The yuan is already trading at its lowest level in more than five years, so the central bank will aim to ensure a gradual decline for fear of triggering capital outflows and criticism from trading partners such as the United States, said government economists and advisers involved in regular policy discussions.
Presumptive U.S. Republican Presidential nominee Donald Trump already has China in his sights, saying on Wednesday he would label China a currency manipulator if elected in November.
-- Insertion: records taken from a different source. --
//! Response types for the webhook service.

use crate::types::{optional_scalar_string, string_or_number, DecomposedDuration, EpochMicros};
use serde::{Deserialize, Serialize};
use serde_json::{Map, Value};

/// A webhook as listed by the provider
#[derive(Debug, Clone, PartialEq, Eq, Serialize)]
pub struct Webhook {
    /// Webhook id
    pub webhook_id: String,
    /// Callback URL
    pub url: String,
    /// Subscribed events
    pub event: Option<String>,
    /// Description
    pub description: Option<String>,
    /// Delivery log flag as sent
    pub store_log: Option<String>,
    /// Creation time broken into units
    pub create_date: DecomposedDuration,
    /// Creation time as sent
    pub created: EpochMicros,
}

#[derive(Debug, Deserialize)]
pub(crate) struct RawWebhook {
    #[serde(deserialize_with = "string_or_number")]
    webhook_id: String,
    url: String,
    #[serde(default)]
    event: Option<String>,
    #[serde(default)]
    description: Option<String>,
    #[serde(default, deserialize_with = "optional_scalar_string")]
    store_log: Option<String>,
    create_date: EpochMicros,
}

impl From<RawWebhook> for Webhook {
    fn from(raw: RawWebhook) -> Self {
        Self {
            webhook_id: raw.webhook_id,
            url: raw.url,
            event: raw.event,
            description: raw.description,
            store_log: raw.store_log,
            create_date: raw.create_date.decompose(),
            created: raw.create_date,
        }
    }
}

/// Details of a single webhook
#[derive(Debug, Clone, PartialEq, Deserialize)]
pub struct WebhookInfo {
    /// Callback URL
    #[serde(default)]
    pub url: Option<String>,
    /// Subscribed events
    #[serde(default)]
    pub event: Option<String>,
    /// Description
    #[serde(default)]
    pub description: Option<String>,
    /// Delivery log flag as sent
    #[serde(default, deserialize_with = "optional_scalar_string")]
    pub store_log: Option<String>,
    /// Creation time as sent
    #[serde(default, rename = "create_date")]
    pub created: Option<EpochMicros>,
    /// Remaining fields, kept as sent
    #[serde(flatten)]
    pub extra: Map<String, Value>,
}

impl WebhookInfo {
    /// Creation time broken into units
    pub fn create_date(&self) -> Option<DecomposedDuration> {
        self.created.map(|c| c.decompose())
    }
}

#[derive(Debug, Deserialize)]
pub(crate) struct ResetKeyResponse {
    pub key: String,
}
Investors keep a close watch when the yuan is in decline. A surprise devaluation of the yuan last August sent global markets into a spin on worries the world’s second-biggest economy was in worst shape than Beijing had let on, prompting massive capital outflows as investors sought safe havens overseas.
“The central bank is willing to see yuan depreciation, as long as depreciation expectations are under control,” said a government economist, who requested anonymity due to the sensitivity of the matter.
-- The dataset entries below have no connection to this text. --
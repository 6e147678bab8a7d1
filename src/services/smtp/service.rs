//! SMTP service implementation.

use super::*;
use crate::endpoints::Endpoint;
use crate::errors::SendCleanResult;
use crate::services::{require, ApiExecutor, SmtpUserParams};
use crate::types::Acknowledgement;
use async_trait::async_trait;
use tracing::instrument;

/// Trait for SMTP service operations
#[async_trait]
pub trait SmtpServiceTrait: Send + Sync {
    /// Create an SMTP user with the given limits
    async fn add_user(&self, hourly_limit: u64, total_limit: u64)
        -> SendCleanResult<AddSmtpUserResponse>;

    /// Update limits or status of an SMTP user
    async fn update_user(&self, request: UpdateSmtpUserRequest) -> SendCleanResult<Acknowledgement>;

    /// Reset the password of an SMTP user
    async fn reset_password(&self, smtp_user_name: &str)
        -> SendCleanResult<ResetSmtpPasswordResponse>;

    /// List all SMTP users
    async fn list_users(&self) -> SendCleanResult<Vec<SmtpUser>>;
}

/// SMTP service implementation
#[derive(Debug, Clone)]
pub struct SmtpService {
    executor: ApiExecutor,
}

impl SmtpService {
    /// Create a new SMTP service
    pub fn new(executor: ApiExecutor) -> Self {
        Self { executor }
    }
}

#[async_trait]
impl SmtpServiceTrait for SmtpService {
    #[instrument(skip(self))]
    async fn add_user(
        &self,
        hourly_limit: u64,
        total_limit: u64,
    ) -> SendCleanResult<AddSmtpUserResponse> {
        let request = AddSmtpUserRequest::new(hourly_limit, total_limit);
        request.validate()?;
        self.executor
            .execute_as(Endpoint::AddSmtpUser, &request)
            .await
    }

    #[instrument(skip(self), fields(smtp_user_name = %request.smtp_user_name))]
    async fn update_user(&self, request: UpdateSmtpUserRequest) -> SendCleanResult<Acknowledgement> {
        request.validate()?;
        self.executor
            .execute_as(Endpoint::UpdateSmtpUser, &request)
            .await
    }

    #[instrument(skip(self))]
    async fn reset_password(
        &self,
        smtp_user_name: &str,
    ) -> SendCleanResult<ResetSmtpPasswordResponse> {
        require("smtp_user_name", smtp_user_name)?;
        self.executor
            .execute_as(Endpoint::ResetSmtpPassword, &SmtpUserParams { smtp_user_name })
            .await
    }

    #[instrument(skip(self))]
    async fn list_users(&self) -> SendCleanResult<Vec<SmtpUser>> {
        self.executor
            .execute_field(Endpoint::ListSmtpUsers, &(), "smtp_list")
            .await
    }
}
“The Brexit vote was a big shock. The market volatility may last for some time.”
Other emerging market currencies have also fallen in the wake of Britain’s vote to leave the European Union, but the yuan is the weakest major Asian currency against the dollar this year.
The currency fell as low as 6.6549 per dollar following the Reuters report, near a 5-1/2 year intraday low on Monday. State-owned banks were suspected of intervening to sell dollars, currency traders said.
At the low, the yuan had fallen about 2.4 percent this year.
After the report, the People’s Bank of China, the central bank, said China had no intention to promote trade competitiveness through depreciation of the yuan, a comment that has also been made repeatedly by Chinese Premier Li Keqiang.
Without citing any media by name, it said on its website that some media continuously published “inaccurate information” on the yuan’s exchange rate. These reports interrupt the normal operation of the market and help “speculative forces” short – or bet against – the yuan, it said.
Currency dealers said the dollar’s strength and weakness in China’s economic growth, which hit a 25-year low in 2015, justified a decline in the yuan.
But a significant decline is likely to leave investors and trading partners concerned in the wake of August’s devaluation and another sharp decline in the currency over a matter of days in January, which analysts said was engineered by the central bank.
In the past decade, China has also faced criticism from Western lawmakers who say it held back the appreciation of the yuan.
Earlier this month, U.S. Treasury Secretary Jack Lew said it would be “problematic” if the yuan only went down over time and Trump has said he would take a hard line on trade disputes with China if elected.
Labelling China a currency manipulator “should’ve been done a long time ago,” he said on Wednesday.
China’s Foreign Ministry said on Wednesday the exchange rate was not the reason for unbalanced trade with the United States, which runs a goods and services trade deficit with China.
However, the sources acknowledged the diplomatic risks of a steep fall in the yuan.
“The pressure from the United States could rise if China allows sharp depreciation,” said a government source.
China has the biggest global exports market share of any country since the United States in 1968, so the yuan’s exchange rate acts as a bellwether for other exporting countries.
While a South Korean finance ministry official said “we are concerned” about the yuan’s slide, a person familiar with Japan’s currency diplomacy said the yuan’s decline didn’t seem out of line considering the dollar’s strength.
“I don’t think Japan has much to complain about,” this official said.
The officials of these major exporters declined to be identified given the sensitivity of the issue.
“We should gradually let market forces play a bigger role. The market believes that the yuan is under pressure, so our foreign exchange policy should follow this trend,” said a researcher with the Commerce Ministry.
“China needs to safeguard its economic growth and trade but also make sure we don’t create competitive devaluation.”
Julian Evans-Pritchard, China economist at Capital Economics, said in a note last week that a sharp fall “could set off a renewed bout of fears over renminbi depreciation and a pick-up in capital outflows.” The yuan is also known as the renminbi.
But he said the central bank would want to avoid “panic” so was likely to intervene to stabilise the currency if need be.
The PBOC has been trying to reform the way it manages the yuan by making it more market-driven and transparent.
It sets the yuan’s daily mid-point versus the dollar based on the previous day’s closing price, taking into account changes in major currencies, analysts and officials said.
This year, the PBOC has been guiding the yuan lower by pegging it to the dollar when the U.S. currency weakens and pegging it to a basket of currencies when the dollar rises, they said.
The currency regime gives the central bank more room to allow two-way swings in the yuan versus the dollar, deterring one-way bets on the currency.
The CFETS RMB Index, a trade-weighted exchange rate index that was unveiled by the central bank in December, fell 5.6 pct between the end of 2015 and June 24 of this year, although the central bank has pledged to keep the yuan basically stable against the basket.